I always peruse the beverages menu for something interesting, and I settle on the Yogi Smoothie: mango, apple, toasted almonds, soy milk, cooperating in an even-handed way until the aftertaste suddenly jumps out shouting in ginger. It's a little rude, but I'd order it again.
These are fantastic. Rice Paper Lentil Rolls. Organic lentils are mixed fine with caramelized onion, surprisingly subdued celery, green pepper shaking hands with green apple, scallions, and a vegenaise. They are good by themselves, a delicate experience, but brought to a sophisticated level by a dip in the avocado/pepita dressing. The entire affair has the confident balance of a monk.
It's a salad, Dave. That's, um, great. Please tell me how this is innovative.
Glad to. This is Hugo's Mexican Salad. What's Mexican about it? Not entirely sure, although there are black beans and avocado, and a pico de gallo involved. This is not important. What is important is that along with the above ingredients they've somehow taken romaine, black olives, parmesan and nicely grilled, skin-on chicken breast, piled it into a grand hillock, and made it into one of the best salads I've tasted all year.
The caesar dressing isn't even that strong, but creamy and polite. The salad is as strongly tasty as if there were bacon and bleu cheese to boss everyone around (there isn't). The chicken is chopped into inch-wide cubes and hidden everywhere your fork penetrates. The avocado is fresh and influential, the black olives seem freshly sliced.

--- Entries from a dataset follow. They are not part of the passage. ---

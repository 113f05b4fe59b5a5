//! Error taxonomy
//!
//! None of these are fatal to the core. Sensor errors freeze the count at
//! its last value, storage errors fall back to defaults or in-memory state,
//! and an invalid reset time is rejected before anything is written.

use core::fmt;

use stride_hal::StorageError;

use crate::traits::MotionError;

/// Errors surfaced by core operations
#[derive(Debug, Clone, Copy, PartialEq, Eq)]
#[cfg_attr(feature = "defmt", derive(defmt::Format))]
pub enum StrideError {
    /// Motion sensor capability check failed
    SensorUnavailable,
    /// User or platform refused sensor access
    PermissionDenied,
    /// Persisted record missing, unreadable, or malformed
    StorageRead(StorageError),
    /// Persisted record could not be written
    StorageWrite(StorageError),
    /// Reset time is not strict `HH:MM`
    InvalidResetTime,
}

impl From<MotionError> for StrideError {
    fn from(e: MotionError) -> Self {
        match e {
            MotionError::Unavailable => StrideError::SensorUnavailable,
            MotionError::PermissionDenied => StrideError::PermissionDenied,
        }
    }
}

impl fmt::Display for StrideError {
    fn fmt(&self, f: &mut fmt::Formatter<'_>) -> fmt::Result {
        match self {
            StrideError::SensorUnavailable => f.write_str("motion sensor unavailable"),
            StrideError::PermissionDenied => f.write_str("motion sensor permission denied"),
            StrideError::StorageRead(e) => write!(f, "storage read failed: {e}"),
            StrideError::StorageWrite(e) => write!(f, "storage write failed: {e}"),
            StrideError::InvalidResetTime => f.write_str("reset time must be HH:MM (00:00-23:59)"),
        }
    }
}

#[cfg(test)]
mod tests {
    use super::*;

    #[test]
    fn test_motion_errors_map() {
        assert_eq!(
            StrideError::from(MotionError::Unavailable),
            StrideError::SensorUnavailable
        );
        assert_eq!(
            StrideError::from(MotionError::PermissionDenied),
            StrideError::PermissionDenied
        );
    }
}
//! Period scheduler
//!
//! Arms one wake-up for the next reset boundary. On startup it checks
//! whether a boundary passed while nothing was running and, if so, resets
//! immediately. Each reset first archives the outgoing total to history.

use crate::engine::StepEngine;
use crate::model::HistoryEntry;
use crate::schedule::{self, ResetTime, DAY_MS};
use crate::traits::{Clock, StepStore, WakeTimer};

use super::state::{SchedulerEvent, SchedulerState};

/// Outcome of [`PeriodScheduler::start`]
#[derive(Debug, Clone, PartialEq, Eq)]
pub struct StartReport {
    /// History entry written by a catch-up reset, if one ran
    pub caught_up: Option<HistoryEntry>,
    /// Epoch milliseconds of the boundary the timer is armed for
    pub next_reset_ms: i64,
    /// Delay handed to the timer
    pub delay_ms: u64,
}

/// Owns the reset schedule and its wake-up timer
#[derive(Debug)]
pub struct PeriodScheduler<T> {
    timer: T,
    state: SchedulerState,
    /// Epoch milliseconds the armed wake-up is expected at
    deadline_ms: Option<i64>,
}

impl<T: WakeTimer> PeriodScheduler<T> {
    pub fn new(timer: T) -> Self {
        Self {
            timer,
            state: SchedulerState::Stopped,
            deadline_ms: None,
        }
    }

    pub fn state(&self) -> SchedulerState {
        self.state
    }

    /// When the armed wake-up should fire
    pub fn deadline_ms(&self) -> Option<i64> {
        self.deadline_ms
    }

    pub fn timer(&self) -> &T {
        &self.timer
    }

    pub fn timer_mut(&mut self) -> &mut T {
        &mut self.timer
    }

    /// Reconcile missed boundaries, then arm for the next one
    ///
    /// Safe to call while armed: the previous wake-up is cancelled first,
    /// so at most one is ever outstanding.
    pub fn start<S: StepStore, C: Clock>(&mut self, engine: &mut StepEngine<S, C>) -> StartReport {
        self.timer.cancel();

        let reset = engine.store_mut().reset_time();
        engine.set_reset_time(reset);

        let now = engine.clock().now();
        let last = schedule::last_boundary_ms(reset, &now);
        let caught_up = match engine.store_mut().load_step_data() {
            Some(record) if record.timestamp < last => {
                tracing::info!(
                    steps = record.steps,
                    timestamp = record.timestamp,
                    boundary = last,
                    "reset boundary passed while stopped, catching up"
                );
                Some(self.execute_reset(engine))
            }
            _ => None,
        };

        let next_reset_ms = schedule::next_boundary_ms(reset, &now);
        let delay_ms = next_reset_ms.saturating_sub(now.timestamp_millis()).max(0) as u64;
        self.timer.arm(delay_ms);
        self.deadline_ms = Some(next_reset_ms);
        self.state = self.state.transition(SchedulerEvent::Start);
        tracing::info!(reset_time = %reset, delay_ms, "daily reset armed");

        StartReport {
            caught_up,
            next_reset_ms,
            delay_ms,
        }
    }

    /// Handle the armed wake-up: reset, then re-arm for 24 hours later
    ///
    /// Returns `None` if the scheduler was stopped before the wake-up
    /// was delivered.
    pub fn on_wake<S: StepStore, C: Clock>(
        &mut self,
        engine: &mut StepEngine<S, C>,
    ) -> Option<HistoryEntry> {
        let next = self.state.transition(SchedulerEvent::Wake);
        if !next.is_armed() {
            tracing::debug!("wake-up after stop ignored");
            return None;
        }

        let entry = self.execute_reset(engine);
        self.timer.arm(DAY_MS as u64);
        self.deadline_ms = Some(engine.clock().now_ms() + DAY_MS);
        self.state = next;
        Some(entry)
    }

    /// Archive the current count, then zero it
    pub fn execute_reset<S: StepStore, C: Clock>(
        &self,
        engine: &mut StepEngine<S, C>,
    ) -> HistoryEntry {
        // Capture before reset() zeroes it
        let steps = engine.count();
        let date = schedule::iso_timestamp(&engine.clock().now());
        let entry = HistoryEntry::new(steps, date);

        if !engine.store_mut().save_history(entry.clone()) {
            tracing::warn!(steps, "failed to archive daily total");
        }
        engine.reset();
        tracing::info!(steps, date = %entry.date, "daily total archived");
        entry
    }

    /// Validate, persist, and apply a new reset time
    ///
    /// On success the schedule (and catch-up check) is recomputed. On
    /// failure nothing changes.
    pub fn update_reset_time<S: StepStore, C: Clock>(
        &mut self,
        engine: &mut StepEngine<S, C>,
        candidate: &str,
    ) -> bool {
        let Ok(reset) = ResetTime::parse(candidate) else {
            tracing::warn!(candidate, "rejected invalid reset time");
            return false;
        };
        if !engine.store_mut().set_reset_time(candidate) {
            tracing::warn!(candidate, "failed to persist reset time");
            return false;
        }
        engine.set_reset_time(reset);
        self.start(engine);
        true
    }

    /// Cancel the outstanding wake-up; no-op when already stopped
    pub fn stop(&mut self) {
        if self.state.is_armed() {
            tracing::info!("daily reset disarmed");
        }
        self.timer.cancel();
        self.deadline_ms = None;
        self.state = self.state.transition(SchedulerEvent::Stop);
    }

    /// Next boundary in epoch milliseconds, for display
    pub fn next_reset_time<S: StepStore, C: Clock>(&self, engine: &StepEngine<S, C>) -> i64 {
        schedule::next_boundary_ms(engine.reset_time(), &engine.clock().now())
    }
}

Another dish that refused to take a good photo, this is Very Slowly Roasted Portabello [sic] Stew, and the fact that they painstakingly point this out in the title is prominent in its presentation. Portobello mushrooms are so often rubbery and elusive, and not worth their impressive-sounding name, but this is, apparently, very slowly roasted, and therefore soft and meaty in texture, and darned good, and other things that make me run my sentences on.
Also in this is carrots, squash, zucchini, all the things that make my inner grade schooler say "yuck", plus garlic and french green lentils, which don't. It's assembled with a tomato and red wine sauce that is hard to describe, but almost sweet. Bianca likes the vegan mashed potatoes with this, which are not as whip-creamy as they can be since there is only soy milk to deal with, but combining a bit of that with a bit of stew makes every bite ridiculous.
The Grilled Mushroom Enchiladas are a grand repast, strips of sautéed mushrooms and onions wrapped in thick corn tortillas. The three amigos are then coated with a roasted tomatillo-jalapeño sauce, which is chunky and green and fairly sparkling with spice and flavor. Occasional heat darts toward your throat to stick it with a rapier.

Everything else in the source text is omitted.